**WHAT THE TASK REQUIRES:** Copy exactly the lines of the material below, starting with the first and including the line that holds "JSON has no".

**SUPPLIED RECORDS:**
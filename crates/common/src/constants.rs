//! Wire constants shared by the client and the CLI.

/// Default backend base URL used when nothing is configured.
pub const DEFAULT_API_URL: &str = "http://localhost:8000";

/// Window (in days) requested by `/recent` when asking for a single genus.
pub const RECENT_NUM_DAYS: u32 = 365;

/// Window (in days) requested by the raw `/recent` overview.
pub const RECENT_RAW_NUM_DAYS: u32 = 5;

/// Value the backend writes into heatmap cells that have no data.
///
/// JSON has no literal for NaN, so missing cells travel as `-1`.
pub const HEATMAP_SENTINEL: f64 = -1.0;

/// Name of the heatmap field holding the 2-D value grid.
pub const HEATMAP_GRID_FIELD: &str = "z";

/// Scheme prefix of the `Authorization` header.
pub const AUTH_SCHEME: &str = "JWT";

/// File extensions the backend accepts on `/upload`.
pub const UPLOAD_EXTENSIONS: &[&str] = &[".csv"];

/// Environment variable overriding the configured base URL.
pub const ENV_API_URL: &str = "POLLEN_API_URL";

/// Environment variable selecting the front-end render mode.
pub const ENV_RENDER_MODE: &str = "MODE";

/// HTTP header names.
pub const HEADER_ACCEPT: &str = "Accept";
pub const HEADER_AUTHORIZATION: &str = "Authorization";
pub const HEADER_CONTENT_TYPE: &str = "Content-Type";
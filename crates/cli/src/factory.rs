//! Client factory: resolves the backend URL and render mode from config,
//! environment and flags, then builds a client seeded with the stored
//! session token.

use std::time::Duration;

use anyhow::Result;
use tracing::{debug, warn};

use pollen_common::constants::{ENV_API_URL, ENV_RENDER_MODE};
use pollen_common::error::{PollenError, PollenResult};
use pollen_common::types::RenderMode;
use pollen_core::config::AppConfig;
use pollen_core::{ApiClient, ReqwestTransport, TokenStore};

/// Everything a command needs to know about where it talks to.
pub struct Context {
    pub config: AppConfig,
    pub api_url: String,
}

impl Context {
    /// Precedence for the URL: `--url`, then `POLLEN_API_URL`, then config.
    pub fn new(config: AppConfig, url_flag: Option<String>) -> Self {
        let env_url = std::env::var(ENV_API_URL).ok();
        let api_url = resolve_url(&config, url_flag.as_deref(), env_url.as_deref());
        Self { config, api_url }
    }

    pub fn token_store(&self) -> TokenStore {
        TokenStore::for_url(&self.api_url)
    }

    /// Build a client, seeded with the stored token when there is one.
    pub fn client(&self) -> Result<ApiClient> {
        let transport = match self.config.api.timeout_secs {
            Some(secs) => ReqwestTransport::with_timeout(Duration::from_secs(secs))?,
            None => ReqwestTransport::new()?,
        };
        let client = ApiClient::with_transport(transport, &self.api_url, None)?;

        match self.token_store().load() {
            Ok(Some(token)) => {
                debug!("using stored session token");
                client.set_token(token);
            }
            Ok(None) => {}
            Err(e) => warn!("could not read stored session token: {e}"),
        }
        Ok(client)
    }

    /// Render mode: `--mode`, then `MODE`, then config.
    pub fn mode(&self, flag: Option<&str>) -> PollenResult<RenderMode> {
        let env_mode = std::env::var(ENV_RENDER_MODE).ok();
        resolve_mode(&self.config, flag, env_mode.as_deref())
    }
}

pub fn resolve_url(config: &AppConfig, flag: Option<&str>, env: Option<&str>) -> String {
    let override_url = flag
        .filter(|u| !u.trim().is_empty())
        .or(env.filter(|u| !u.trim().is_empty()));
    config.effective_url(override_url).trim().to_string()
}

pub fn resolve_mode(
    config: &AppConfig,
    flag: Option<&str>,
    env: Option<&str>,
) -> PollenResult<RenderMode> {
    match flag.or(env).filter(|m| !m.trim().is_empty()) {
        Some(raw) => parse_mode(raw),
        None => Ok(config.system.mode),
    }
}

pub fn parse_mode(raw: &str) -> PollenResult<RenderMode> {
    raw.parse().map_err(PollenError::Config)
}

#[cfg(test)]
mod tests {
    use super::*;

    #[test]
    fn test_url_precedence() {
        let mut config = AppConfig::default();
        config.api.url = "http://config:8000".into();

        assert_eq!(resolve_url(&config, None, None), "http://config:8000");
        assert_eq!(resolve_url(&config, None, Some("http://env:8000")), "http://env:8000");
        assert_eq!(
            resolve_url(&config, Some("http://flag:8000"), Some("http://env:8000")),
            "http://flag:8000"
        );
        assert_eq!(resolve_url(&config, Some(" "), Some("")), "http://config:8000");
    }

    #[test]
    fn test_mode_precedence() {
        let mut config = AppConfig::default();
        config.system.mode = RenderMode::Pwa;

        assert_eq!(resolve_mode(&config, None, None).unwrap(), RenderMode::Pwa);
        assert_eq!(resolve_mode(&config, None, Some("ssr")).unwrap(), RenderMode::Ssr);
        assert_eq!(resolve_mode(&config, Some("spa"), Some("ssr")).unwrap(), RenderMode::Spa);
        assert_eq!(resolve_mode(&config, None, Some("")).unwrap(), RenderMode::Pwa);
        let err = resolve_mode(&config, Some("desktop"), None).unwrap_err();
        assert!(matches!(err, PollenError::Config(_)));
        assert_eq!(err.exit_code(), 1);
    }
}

**RESPONSE TO THIS EXERCISE:**
filename crates/common/src/constants.rs
//! Wire constants shared by the client and the CLI.

/// Default backend base URL used when nothing is configured.
pub const DEFAULT_API_URL: &str = "http://localhost:8000";

/// Window (in days) requested by `/recent` when asking for a single genus.
pub const RECENT_NUM_DAYS: u32 = 365;

/// Window (in days) requested by the raw `/recent` overview.
pub const RECENT_RAW_NUM_DAYS: u32 = 5;

/// Value the backend writes into heatmap cells that have no data.
///
/// JSON has no literal for NaN, so missing cells travel as `-1`.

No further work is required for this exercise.